This interdisciplinary roundtable discussion on archaeoacoustics, will see the three invited speakers of the day - Iegor Reznikoff, Paul Devereux and Rupert Till joined by Maria Witek, postdoctoral researcher in music psychology and cognitive neuroscience and Sam Auinger, sound and installation artist whose extensive practice over more than thirty years has is closely intertwined with discourse on the concepts of spatial listening, sound in public space and sonic environments. Reflecting on the past, present and future of the field of archaeoacoustics, and how art and science can contribute to it, this panel discussion will be moderated by CTM's co-curator of the discourse program Annie Goh.
Paul Devereux is co-founder and managing editor of the peer-reviewed Routledge publication, TIME & MIND - The Journal of Archaeology, Consciousness and Culture, a research affiliate with the Royal College of Art, and an archaeology columnist for Fortean Times.

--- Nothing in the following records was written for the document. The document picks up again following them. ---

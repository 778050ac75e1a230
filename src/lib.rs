#![doc(test(attr(deny(warnings))))]

//! Finance Core offers the ledger, scheduling, and interest-accrual
//! primitives behind a single-user personal finance manager, plus the
//! interactive CLI built on top of them.

pub mod cli;
pub mod config;
pub mod errors;
pub mod ledger;
pub mod storage;
pub mod utils;

use std::sync::Once;

static INIT_TRACING: Once = Once::new();

/// Initializes global tracing and emits a startup info log.
pub fn init() {
    INIT_TRACING.call_once(|| {
        utils::init_tracing();
        tracing::info!("Finance Core tracing initialized.");
    });
}
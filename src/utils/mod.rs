use std::{env, path::PathBuf, sync::Once};

const DEFAULT_DIR_NAME: &str = ".finance_core";

static TRACING_INIT: Once = Once::new();

/// Initializes the global tracing subscriber with sensible defaults.
pub fn init_tracing() {
    TRACING_INIT.call_once(|| {
        use tracing_subscriber::{fmt, EnvFilter};

        let filter =
            EnvFilter::from_default_env().add_directive("finance_core=info".parse().unwrap());

        fmt().with_env_filter(filter).init();
    });
}

/// Returns the application data directory, defaulting to `~/.finance_core`.
pub fn app_data_dir() -> PathBuf {
    if let Some(custom) = env::var_os("FINANCE_CORE_HOME") {
        return PathBuf::from(custom);
    }
    dirs::home_dir()
        .unwrap_or_else(|| PathBuf::from("."))
        .join(DEFAULT_DIR_NAME)
}
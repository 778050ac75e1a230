use std::collections::BTreeMap;

use chrono::NaiveDate;
use serde::{Deserialize, Serialize};
use uuid::Uuid;

use super::calendar;
use super::category::{sanitize_display_name, CategoryKey, FALLBACK_DISPLAY_NAME};
use super::interest::InterestRule;
use super::schedule::Schedule;
use super::transaction::Transaction;

/// Iteration cap per schedule when advancing cursors, guarding against
/// schedules left so far in the past that catching up would degenerate.
pub const SCHEDULE_GUARD_LIMIT: usize = 10_000;

/// Allocation tables whose percentages sum to no more than this are treated
/// as empty and fall back to the catch-all category.
const ALLOCATION_EPSILON: f64 = 1e-6;

/// Tolerance when comparing persisted balances against ledger sums.
const BALANCE_DRIFT_TOLERANCE: f64 = 0.01;

/// Outcome of one `process_schedules_up_to` run.
#[derive(Debug, Clone, Copy, Default, PartialEq, Eq)]
pub struct ScheduleRunSummary {
    /// Occurrences fired (an allocation fan-out counts as one occurrence).
    pub occurrences: usize,
    pub skipped_invalid: usize,
    pub guard_tripped: usize,
}

/// Outcome of one `apply_interest_up_to` run.
#[derive(Debug, Clone, Copy, Default, PartialEq, Eq)]
pub struct InterestRunSummary {
    pub postings: usize,
    /// Monthly periods the cursors moved past, including zero-balance ones.
    pub months_advanced: usize,
}

/// Aggregate account state: the append-only transaction ledger plus derived
/// balances, recurrence schedules, allocation percentages, interest rules,
/// and the category display-name registry.
///
/// All maps are `BTreeMap` so iteration and serialization order stay
/// deterministic.
#[derive(Debug, Clone, Serialize, Deserialize)]
pub struct Account {
    pub balance: f64,
    pub transactions: Vec<Transaction>,
    pub schedules: Vec<Schedule>,
    #[serde(default)]
    pub allocation_pct: BTreeMap<CategoryKey, f64>,
    #[serde(default)]
    pub category_balances: BTreeMap<CategoryKey, f64>,
    #[serde(default)]
    pub display_names: BTreeMap<CategoryKey, String>,
    #[serde(default)]
    pub interest: BTreeMap<CategoryKey, InterestRule>,
}

impl Default for Account {
    fn default() -> Self {
        Self::new()
    }
}

impl Account {
    /// Creates an account seeded with the default categories and allocation
    /// split.
    pub fn new() -> Self {
        let mut account = Self {
            balance: 0.0,
            transactions: Vec::new(),
            schedules: Vec::new(),
            allocation_pct: BTreeMap::new(),
            category_balances: BTreeMap::new(),
            display_names: BTreeMap::new(),
            interest: BTreeMap::new(),
        };
        let defaults = [
            ("Emergency", 20.0),
            ("Entertainment", 10.0),
            ("Saving", 20.0),
            (FALLBACK_DISPLAY_NAME, 50.0),
        ];
        for (name, pct) in defaults {
            let key = account.ensure_category(name);
            account.allocation_pct.insert(key, pct);
        }
        account
    }

    // ---- category registry ----

    /// Interns a display name, registering the category with a zero balance
    /// if it is new, and returns the canonical key.
    pub fn ensure_category(&mut self, display_raw: &str) -> CategoryKey {
        let display = sanitize_display_name(display_raw);
        let key = CategoryKey::new(&display);
        self.display_names.entry(key.clone()).or_insert(display);
        self.category_balances.entry(key.clone()).or_insert(0.0);
        key
    }

    pub fn display_name<'a>(&'a self, key: &'a CategoryKey) -> &'a str {
        self.display_names
            .get(key)
            .map(String::as_str)
            .unwrap_or_else(|| key.as_str())
    }

    // ---- ledger primitives ----

    /// Appends a transaction and updates the overall and per-category
    /// balances. Unknown categories are registered on the fly; posting
    /// never fails.
    pub fn post_transaction(
        &mut self,
        date: NaiveDate,
        amount: f64,
        category: CategoryKey,
        note: impl Into<String>,
    ) {
        self.display_names
            .entry(category.clone())
            .or_insert_with(|| sanitize_display_name(category.as_str()));
        *self.category_balances.entry(category.clone()).or_insert(0.0) += amount;
        self.balance += amount;
        self.transactions
            .push(Transaction::new(date, amount, category, note));
    }

    /// Posts a manual transaction addressed by display name; empty names go
    /// to the catch-all category.
    pub fn post_manual(
        &mut self,
        date: NaiveDate,
        amount: f64,
        category_raw: &str,
        note: impl Into<String>,
    ) {
        let display = if category_raw.trim().is_empty() {
            FALLBACK_DISPLAY_NAME
        } else {
            category_raw
        };
        let key = self.ensure_category(display);
        self.post_transaction(date, amount, key, note);
    }

    /// Splits `amount` across the allocation table proportionally to each
    /// category's share of the summed percentages, posting one transaction
    /// per entry. A table summing to roughly zero routes the whole amount
    /// to the catch-all category instead of dividing by zero.
    ///
    /// The posted shares sum to `amount` up to f64 rounding; no remainder
    /// correction is applied.
    pub fn allocate(&mut self, date: NaiveDate, amount: f64, note: &str) {
        let total_pct: f64 = self.allocation_pct.values().sum();
        if total_pct <= ALLOCATION_EPSILON {
            let key = self.ensure_category(FALLBACK_DISPLAY_NAME);
            self.post_transaction(date, amount, key, format!("{note} (auto alloc fallback)"));
            return;
        }
        let shares: Vec<(CategoryKey, f64)> = self
            .allocation_pct
            .iter()
            .map(|(key, pct)| (key.clone(), amount * (pct / total_pct)))
            .collect();
        for (key, share) in shares {
            self.post_transaction(date, share, key, format!("{note} (auto alloc)"));
        }
    }

    /// Replaces the allocation table. Categories are created as needed; the
    /// percentages are stored as given and normalized at allocation time.
    pub fn set_allocations(&mut self, entries: &[(String, f64)]) {
        self.allocation_pct.clear();
        for (display, pct) in entries {
            let key = self.ensure_category(display);
            self.allocation_pct.insert(key, *pct);
        }
    }

    /// Sum of ledger amounts for `category` dated on or before `as_of`.
    pub fn balance_as_of(&self, category: &CategoryKey, as_of: NaiveDate) -> f64 {
        self.transactions
            .iter()
            .filter(|tx| &tx.category == category && tx.date <= as_of)
            .map(|tx| tx.amount)
            .sum()
    }

    // ---- schedules ----

    pub fn add_schedule(&mut self, schedule: Schedule) -> Uuid {
        let id = schedule.id;
        self.schedules.push(schedule);
        id
    }

    pub fn remove_schedule(&mut self, id: Uuid) -> Option<Schedule> {
        let idx = self.schedules.iter().position(|s| s.id == id)?;
        Some(self.schedules.remove(idx))
    }

    /// Advances every schedule's cursor up to and including `target`,
    /// posting one transaction (or one allocation fan-out) per occurrence.
    ///
    /// Invalid schedules are skipped without being advanced. Each schedule
    /// is bounded by [`SCHEDULE_GUARD_LIMIT`] iterations; tripping the
    /// guard leaves the cursor wherever it stopped and moves on to the next
    /// schedule. Since every processed cursor ends up past `target`,
    /// calling this again with the same target is a no-op, and a later
    /// target resumes exactly where the cursor left off.
    pub fn process_schedules_up_to(&mut self, target: NaiveDate) -> ScheduleRunSummary {
        let mut summary = ScheduleRunSummary::default();
        for idx in 0..self.schedules.len() {
            let schedule = &self.schedules[idx];
            if let Err(reason) = schedule.rule.validate() {
                tracing::warn!(schedule = %schedule.id, %reason, "skipping invalid schedule");
                summary.skipped_invalid += 1;
                continue;
            }
            let id = schedule.id;
            let rule = schedule.rule;
            let amount = schedule.amount;
            let auto_allocate = schedule.auto_allocate;
            let category = schedule.category.clone();
            let note = format!("Scheduled: {}", schedule.note);
            let mut next_date = schedule.next_date;

            let mut iterations = 0usize;
            while next_date <= target && iterations < SCHEDULE_GUARD_LIMIT {
                if auto_allocate && amount > 0.0 {
                    self.allocate(next_date, amount, &note);
                } else {
                    let key = match category.clone() {
                        Some(key) => key,
                        None => self.ensure_category(FALLBACK_DISPLAY_NAME),
                    };
                    self.post_transaction(next_date, amount, key, note.clone());
                }
                summary.occurrences += 1;
                next_date = rule.advance(next_date);
                iterations += 1;
            }
            if next_date <= target {
                tracing::warn!(
                    schedule = %id,
                    cursor = %next_date,
                    "schedule hit the iteration guard before reaching the target"
                );
                summary.guard_tripped += 1;
            }
            self.schedules[idx].next_date = next_date;
        }
        summary
    }

    // ---- interest ----

    /// Registers (or replaces) the interest rule for its category.
    pub fn set_interest_rule(&mut self, rule: InterestRule) {
        self.ensure_category(rule.category.as_str());
        self.interest.insert(rule.category.clone(), rule);
    }

    pub fn remove_interest_rule(&mut self, category: &CategoryKey) -> Option<InterestRule> {
        self.interest.remove(category)
    }

    /// Applies monthly interest for every rule with elapsed periods up to
    /// and including `target`.
    ///
    /// Periods are simulated month by month against the live ledger, so a
    /// posting made for one month raises the balance the next month sees:
    /// interest compounds across months within a single call, and scheduled
    /// transactions posted beforehand are part of every period's balance.
    /// Months with a non-positive balance post nothing but are still passed
    /// over by the cursor.
    ///
    /// The cursor stores the next date interest falls due. After a run it
    /// sits strictly beyond `target`, which is what makes repeated calls
    /// no-ops; clamping it back to `target` would re-arm the rule and
    /// double-post on the next call.
    pub fn apply_interest_up_to(&mut self, target: NaiveDate) -> InterestRunSummary {
        let mut summary = InterestRunSummary::default();
        // Collected up front: the loop body posts to the ledger and then
        // rewrites the rule cursor, so we cannot hold a map iterator open.
        let categories: Vec<CategoryKey> = self.interest.keys().cloned().collect();
        for category in categories {
            let Some(rule) = self.interest.get(&category) else {
                continue;
            };
            if rule.start_date > target {
                continue;
            }
            let from = rule.next_apply.max(rule.start_date);
            let months = calendar::months_between_inclusive(from, target);
            if months == 0 {
                continue;
            }
            let monthly_rate = rule.monthly_rate();
            let note = format!(
                "Interest ({})",
                if rule.monthly {
                    "monthly"
                } else {
                    "annual/converted monthly"
                }
            );

            for m in 0..months {
                let apply_date = calendar::add_months(from, m as i32);
                let balance = self.balance_as_of(&category, apply_date);
                if balance <= 0.0 {
                    tracing::debug!(
                        category = %category,
                        %apply_date,
                        balance,
                        "no positive balance, skipping interest for this period"
                    );
                    continue;
                }
                let amount = balance * monthly_rate;
                if amount != 0.0 {
                    self.post_transaction(apply_date, amount, category.clone(), note.clone());
                    summary.postings += 1;
                }
            }

            summary.months_advanced += months as usize;
            if let Some(rule) = self.interest.get_mut(&category) {
                rule.next_apply = calendar::add_months(from, months as i32);
            }
        }
        summary
    }

    // ---- derived state ----

    /// Recomputes the overall balance and per-category balances from the
    /// transaction ledger; the ledger is authoritative. Returns one warning
    /// per persisted value that disagreed beyond a small tolerance, and
    /// back-fills the registry for categories referenced only by schedules,
    /// allocations, or interest rules.
    pub fn rebuild_derived_state(&mut self) -> Vec<String> {
        let mut warnings = Vec::new();

        let mut recomputed: BTreeMap<CategoryKey, f64> = BTreeMap::new();
        for tx in &self.transactions {
            *recomputed.entry(tx.category.clone()).or_insert(0.0) += tx.amount;
        }
        for key in self.category_balances.keys() {
            recomputed.entry(key.clone()).or_insert(0.0);
        }
        for (key, ledger_sum) in &recomputed {
            let persisted = self.category_balances.get(key).copied().unwrap_or(0.0);
            if (persisted - ledger_sum).abs() > BALANCE_DRIFT_TOLERANCE {
                warnings.push(format!(
                    "category '{}' balance {persisted:.2} differs from ledger sum {ledger_sum:.2}; using the ledger",
                    self.display_name(key)
                ));
            }
        }
        self.category_balances = recomputed;

        let ledger_total: f64 = self.transactions.iter().map(|tx| tx.amount).sum();
        if (self.balance - ledger_total).abs() > BALANCE_DRIFT_TOLERANCE {
            warnings.push(format!(
                "stored balance {:.2} differs from ledger sum {ledger_total:.2}; using the ledger",
                self.balance
            ));
        }
        self.balance = ledger_total;

        let referenced: Vec<CategoryKey> = self
            .allocation_pct
            .keys()
            .cloned()
            .chain(self.interest.keys().cloned())
            .chain(self.schedules.iter().filter_map(|s| s.category.clone()))
            .chain(self.transactions.iter().map(|tx| tx.category.clone()))
            .collect();
        for key in referenced {
            self.display_names
                .entry(key.clone())
                .or_insert_with(|| sanitize_display_name(key.as_str()));
            self.category_balances.entry(key).or_insert(0.0);
        }

        warnings
    }
}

His research interests include ancient sacred sites and landscapes, sound at archaeological sites (archaeoacoustics), and the anthropology of consciousness (ancient worldviews) along with modern consciousness studies.
Dr. Rupert Till is Reader in Music at the University of Huddersfield. He has taught popular music and music technology in universities for over 20 years, and is Chair of the UK and Ireland branch of the International Association for the Study of Popular Music. His research has explored electronic dance music, club cultures, trance and spirituality.
Sam Auinger is a sonic thinker, composer, and sound-artist. He was a guest professor at the University of Arts in Berlin, and runs the Experimental Sound Design department within the Masters-level Sound Studies Programme. He collaborates with city planers and architects, and is a frequent participant of international symposiums on the topic of urban planing, architecture, media, the senses and sound in specific.
Iegor Reznikoff is a well-known specialist in ancient music/early Christian chant and acoustic archaeology, with an interest in prehistoric caves and Romanesque and Gothic churches. His work — encompassing architectural and corporal resonance, sound therapy, ethnomusicology, and ancient music practices — is credited with helping to create a new concepts and approaches in sound anthropology.
Annie Goh is an artist, researcher and educator working primarily with sound, space, gender and electronic media and their social and cultural contexts. Currently based in London and Berlin, she is a lecturer at Berlin University of Arts and a PhD student at Goldsmiths University, London. She has guest curated at the discourse program of CTM Festival since 2013.
Maria A. G. Witek is a postdoctoral researcher with the Music in the Brain Group at the Aarhus University Center of Functionally Integrative Neuroscience in Denmark. She holds degrees in musicology from Oslo University and music psychology from Sheffield University, and completed her doctorate in music as a Clarendon Scholar at the University of Oxford in 2013. Her research addresses the psychology and cognitive neuroscience of rhythm, body-movement and groove in music.